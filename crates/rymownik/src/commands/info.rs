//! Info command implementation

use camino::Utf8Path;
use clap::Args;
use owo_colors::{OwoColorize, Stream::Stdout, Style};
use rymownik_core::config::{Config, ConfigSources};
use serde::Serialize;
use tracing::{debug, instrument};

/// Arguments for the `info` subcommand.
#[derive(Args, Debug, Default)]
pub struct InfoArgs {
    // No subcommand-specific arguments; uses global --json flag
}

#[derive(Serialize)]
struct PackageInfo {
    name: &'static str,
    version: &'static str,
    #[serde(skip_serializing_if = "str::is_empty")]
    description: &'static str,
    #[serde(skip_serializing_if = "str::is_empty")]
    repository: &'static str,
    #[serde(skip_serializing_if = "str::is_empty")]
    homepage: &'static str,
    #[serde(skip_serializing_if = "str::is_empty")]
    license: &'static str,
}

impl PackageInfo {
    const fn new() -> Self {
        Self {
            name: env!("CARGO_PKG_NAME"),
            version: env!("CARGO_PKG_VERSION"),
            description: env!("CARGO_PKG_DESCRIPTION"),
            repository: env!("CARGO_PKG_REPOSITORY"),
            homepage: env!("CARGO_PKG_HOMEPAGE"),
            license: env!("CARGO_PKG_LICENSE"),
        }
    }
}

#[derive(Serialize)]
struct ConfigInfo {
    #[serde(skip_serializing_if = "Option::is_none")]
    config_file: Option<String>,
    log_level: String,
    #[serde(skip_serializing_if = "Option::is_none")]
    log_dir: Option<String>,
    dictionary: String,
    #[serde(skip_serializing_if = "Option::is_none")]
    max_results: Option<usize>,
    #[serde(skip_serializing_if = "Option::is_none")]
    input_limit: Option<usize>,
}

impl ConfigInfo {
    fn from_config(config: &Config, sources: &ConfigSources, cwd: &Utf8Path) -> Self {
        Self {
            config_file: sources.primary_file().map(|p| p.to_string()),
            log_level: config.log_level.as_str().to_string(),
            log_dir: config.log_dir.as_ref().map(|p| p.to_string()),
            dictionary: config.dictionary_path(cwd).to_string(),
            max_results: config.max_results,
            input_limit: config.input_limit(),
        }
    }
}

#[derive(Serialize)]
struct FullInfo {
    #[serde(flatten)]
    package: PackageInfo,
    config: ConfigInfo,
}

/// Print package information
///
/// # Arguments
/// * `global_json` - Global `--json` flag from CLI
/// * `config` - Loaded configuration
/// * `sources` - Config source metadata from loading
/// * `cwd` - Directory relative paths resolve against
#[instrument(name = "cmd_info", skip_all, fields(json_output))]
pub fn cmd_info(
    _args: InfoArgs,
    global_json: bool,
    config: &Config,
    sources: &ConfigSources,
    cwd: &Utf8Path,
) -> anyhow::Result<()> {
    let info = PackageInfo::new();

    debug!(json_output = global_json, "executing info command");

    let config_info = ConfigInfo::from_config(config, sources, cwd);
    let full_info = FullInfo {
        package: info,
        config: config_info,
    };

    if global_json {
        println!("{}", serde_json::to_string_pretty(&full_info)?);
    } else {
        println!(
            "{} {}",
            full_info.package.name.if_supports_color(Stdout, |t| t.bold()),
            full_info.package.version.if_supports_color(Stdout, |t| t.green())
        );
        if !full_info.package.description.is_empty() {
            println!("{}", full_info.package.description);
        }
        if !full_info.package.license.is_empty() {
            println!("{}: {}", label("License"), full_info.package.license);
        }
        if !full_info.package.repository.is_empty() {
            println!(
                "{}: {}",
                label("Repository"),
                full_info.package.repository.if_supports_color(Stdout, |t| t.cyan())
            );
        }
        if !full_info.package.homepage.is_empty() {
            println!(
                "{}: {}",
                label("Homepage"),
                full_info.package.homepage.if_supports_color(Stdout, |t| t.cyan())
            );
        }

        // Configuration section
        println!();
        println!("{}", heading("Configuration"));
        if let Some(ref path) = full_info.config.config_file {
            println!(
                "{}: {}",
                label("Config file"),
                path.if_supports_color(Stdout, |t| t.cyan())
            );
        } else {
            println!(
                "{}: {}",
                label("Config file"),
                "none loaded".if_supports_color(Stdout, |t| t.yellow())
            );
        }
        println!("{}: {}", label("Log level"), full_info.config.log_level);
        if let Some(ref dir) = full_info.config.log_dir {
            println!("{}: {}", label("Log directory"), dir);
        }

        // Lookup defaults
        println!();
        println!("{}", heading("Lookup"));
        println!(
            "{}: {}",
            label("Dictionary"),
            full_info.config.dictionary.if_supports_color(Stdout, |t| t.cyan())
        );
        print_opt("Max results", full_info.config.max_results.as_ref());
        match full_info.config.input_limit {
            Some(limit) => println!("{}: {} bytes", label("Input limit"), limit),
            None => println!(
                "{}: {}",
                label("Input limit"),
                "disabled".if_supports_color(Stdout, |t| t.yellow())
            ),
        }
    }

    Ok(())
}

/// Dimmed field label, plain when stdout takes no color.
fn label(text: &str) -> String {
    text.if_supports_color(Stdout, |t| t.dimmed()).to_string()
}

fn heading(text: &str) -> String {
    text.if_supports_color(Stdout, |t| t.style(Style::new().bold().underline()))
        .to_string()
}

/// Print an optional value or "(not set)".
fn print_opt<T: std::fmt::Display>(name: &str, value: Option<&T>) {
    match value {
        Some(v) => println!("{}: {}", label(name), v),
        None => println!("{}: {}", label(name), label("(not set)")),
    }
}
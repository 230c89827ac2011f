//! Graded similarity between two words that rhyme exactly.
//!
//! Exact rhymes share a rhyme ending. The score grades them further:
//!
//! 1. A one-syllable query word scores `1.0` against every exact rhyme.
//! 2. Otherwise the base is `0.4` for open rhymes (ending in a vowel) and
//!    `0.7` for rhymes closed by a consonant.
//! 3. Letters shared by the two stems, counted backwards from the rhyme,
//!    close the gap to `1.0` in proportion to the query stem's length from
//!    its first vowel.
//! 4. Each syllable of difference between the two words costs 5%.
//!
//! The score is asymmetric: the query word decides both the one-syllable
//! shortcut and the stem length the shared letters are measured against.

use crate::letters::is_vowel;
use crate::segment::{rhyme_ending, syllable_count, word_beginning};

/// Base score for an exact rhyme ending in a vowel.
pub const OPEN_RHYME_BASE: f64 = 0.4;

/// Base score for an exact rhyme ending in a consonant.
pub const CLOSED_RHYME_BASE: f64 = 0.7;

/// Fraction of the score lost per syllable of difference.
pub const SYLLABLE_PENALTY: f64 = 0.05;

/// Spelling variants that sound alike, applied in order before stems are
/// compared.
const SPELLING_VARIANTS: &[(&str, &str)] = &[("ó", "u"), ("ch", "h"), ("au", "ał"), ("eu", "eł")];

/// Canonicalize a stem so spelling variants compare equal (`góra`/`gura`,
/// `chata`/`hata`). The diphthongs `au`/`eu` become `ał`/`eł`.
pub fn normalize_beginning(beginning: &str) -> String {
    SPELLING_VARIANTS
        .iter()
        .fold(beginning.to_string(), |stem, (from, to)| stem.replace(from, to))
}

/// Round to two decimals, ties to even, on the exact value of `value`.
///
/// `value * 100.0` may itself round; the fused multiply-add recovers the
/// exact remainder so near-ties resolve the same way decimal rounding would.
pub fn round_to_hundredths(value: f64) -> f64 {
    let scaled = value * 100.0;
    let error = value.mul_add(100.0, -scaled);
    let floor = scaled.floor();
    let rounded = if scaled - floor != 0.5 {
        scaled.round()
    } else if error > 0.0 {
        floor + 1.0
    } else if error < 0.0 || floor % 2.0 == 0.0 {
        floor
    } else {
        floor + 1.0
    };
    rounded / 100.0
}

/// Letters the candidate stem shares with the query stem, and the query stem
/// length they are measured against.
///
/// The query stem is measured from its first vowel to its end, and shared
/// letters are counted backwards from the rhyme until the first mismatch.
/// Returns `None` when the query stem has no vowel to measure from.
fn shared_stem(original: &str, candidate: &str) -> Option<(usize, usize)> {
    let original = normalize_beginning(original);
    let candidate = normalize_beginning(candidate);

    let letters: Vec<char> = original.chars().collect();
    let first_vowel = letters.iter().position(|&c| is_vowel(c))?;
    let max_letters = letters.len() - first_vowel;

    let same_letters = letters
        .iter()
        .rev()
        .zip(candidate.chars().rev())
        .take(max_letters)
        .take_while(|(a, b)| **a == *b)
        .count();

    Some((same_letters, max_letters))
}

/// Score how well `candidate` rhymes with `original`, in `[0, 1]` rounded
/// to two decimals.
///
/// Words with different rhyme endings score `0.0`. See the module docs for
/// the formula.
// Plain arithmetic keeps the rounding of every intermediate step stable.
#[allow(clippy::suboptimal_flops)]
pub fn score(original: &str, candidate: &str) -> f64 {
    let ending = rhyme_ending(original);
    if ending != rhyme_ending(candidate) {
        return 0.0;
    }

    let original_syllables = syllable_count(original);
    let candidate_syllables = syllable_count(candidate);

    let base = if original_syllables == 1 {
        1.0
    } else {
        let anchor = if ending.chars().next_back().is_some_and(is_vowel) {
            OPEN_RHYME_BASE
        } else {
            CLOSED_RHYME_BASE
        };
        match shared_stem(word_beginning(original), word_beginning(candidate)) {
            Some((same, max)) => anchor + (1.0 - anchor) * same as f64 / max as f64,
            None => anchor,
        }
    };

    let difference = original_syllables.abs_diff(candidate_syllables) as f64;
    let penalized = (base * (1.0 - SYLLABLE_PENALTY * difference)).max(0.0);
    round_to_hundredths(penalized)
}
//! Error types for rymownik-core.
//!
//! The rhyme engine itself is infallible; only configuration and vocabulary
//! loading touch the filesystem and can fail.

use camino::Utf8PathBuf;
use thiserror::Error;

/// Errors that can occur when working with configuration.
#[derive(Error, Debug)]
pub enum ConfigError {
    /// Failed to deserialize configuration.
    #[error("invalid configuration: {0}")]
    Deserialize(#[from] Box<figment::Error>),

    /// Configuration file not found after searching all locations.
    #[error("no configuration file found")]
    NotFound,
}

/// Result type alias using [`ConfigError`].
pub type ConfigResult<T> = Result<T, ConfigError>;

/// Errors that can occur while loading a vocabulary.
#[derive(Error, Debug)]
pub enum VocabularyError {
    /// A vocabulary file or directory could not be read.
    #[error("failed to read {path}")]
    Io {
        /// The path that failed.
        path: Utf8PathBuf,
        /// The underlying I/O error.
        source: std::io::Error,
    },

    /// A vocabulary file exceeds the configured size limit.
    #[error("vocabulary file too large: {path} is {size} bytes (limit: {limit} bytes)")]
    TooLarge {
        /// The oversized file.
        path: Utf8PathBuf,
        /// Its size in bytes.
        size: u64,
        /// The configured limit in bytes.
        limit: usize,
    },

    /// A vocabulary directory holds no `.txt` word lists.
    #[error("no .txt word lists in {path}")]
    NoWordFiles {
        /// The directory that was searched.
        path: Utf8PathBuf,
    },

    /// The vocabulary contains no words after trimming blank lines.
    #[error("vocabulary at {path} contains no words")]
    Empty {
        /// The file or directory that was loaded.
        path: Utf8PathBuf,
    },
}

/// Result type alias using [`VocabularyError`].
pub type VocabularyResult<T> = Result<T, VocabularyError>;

---

Your answer should consist of the lines from the line with "return 0.0;" to the line with "to deserialize configuration." above, repeated exactly, both ends included.

Answer below →
        return 0.0;
    }

    let original_syllables = syllable_count(original);
    let candidate_syllables = syllable_count(candidate);

    let base = if original_syllables == 1 {
        1.0
    } else {
        let anchor = if ending.chars().next_back().is_some_and(is_vowel) {
            OPEN_RHYME_BASE
        } else {
            CLOSED_RHYME_BASE
        };
        match shared_stem(word_beginning(original), word_beginning(candidate)) {
            Some((same, max)) => anchor + (1.0 - anchor) * same as f64 / max as f64,
            None => anchor,
        }
    };

    let difference = original_syllables.abs_diff(candidate_syllables) as f64;
    let penalized = (base * (1.0 - SYLLABLE_PENALTY * difference)).max(0.0);
    round_to_hundredths(penalized)
}
//! Error types for rymownik-core.
//!
//! The rhyme engine itself is infallible; only configuration and vocabulary
//! loading touch the filesystem and can fail.

use camino::Utf8PathBuf;
use thiserror::Error;

/// Errors that can occur when working with configuration.
#[derive(Error, Debug)]
pub enum ConfigError {
    /// Failed to deserialize configuration.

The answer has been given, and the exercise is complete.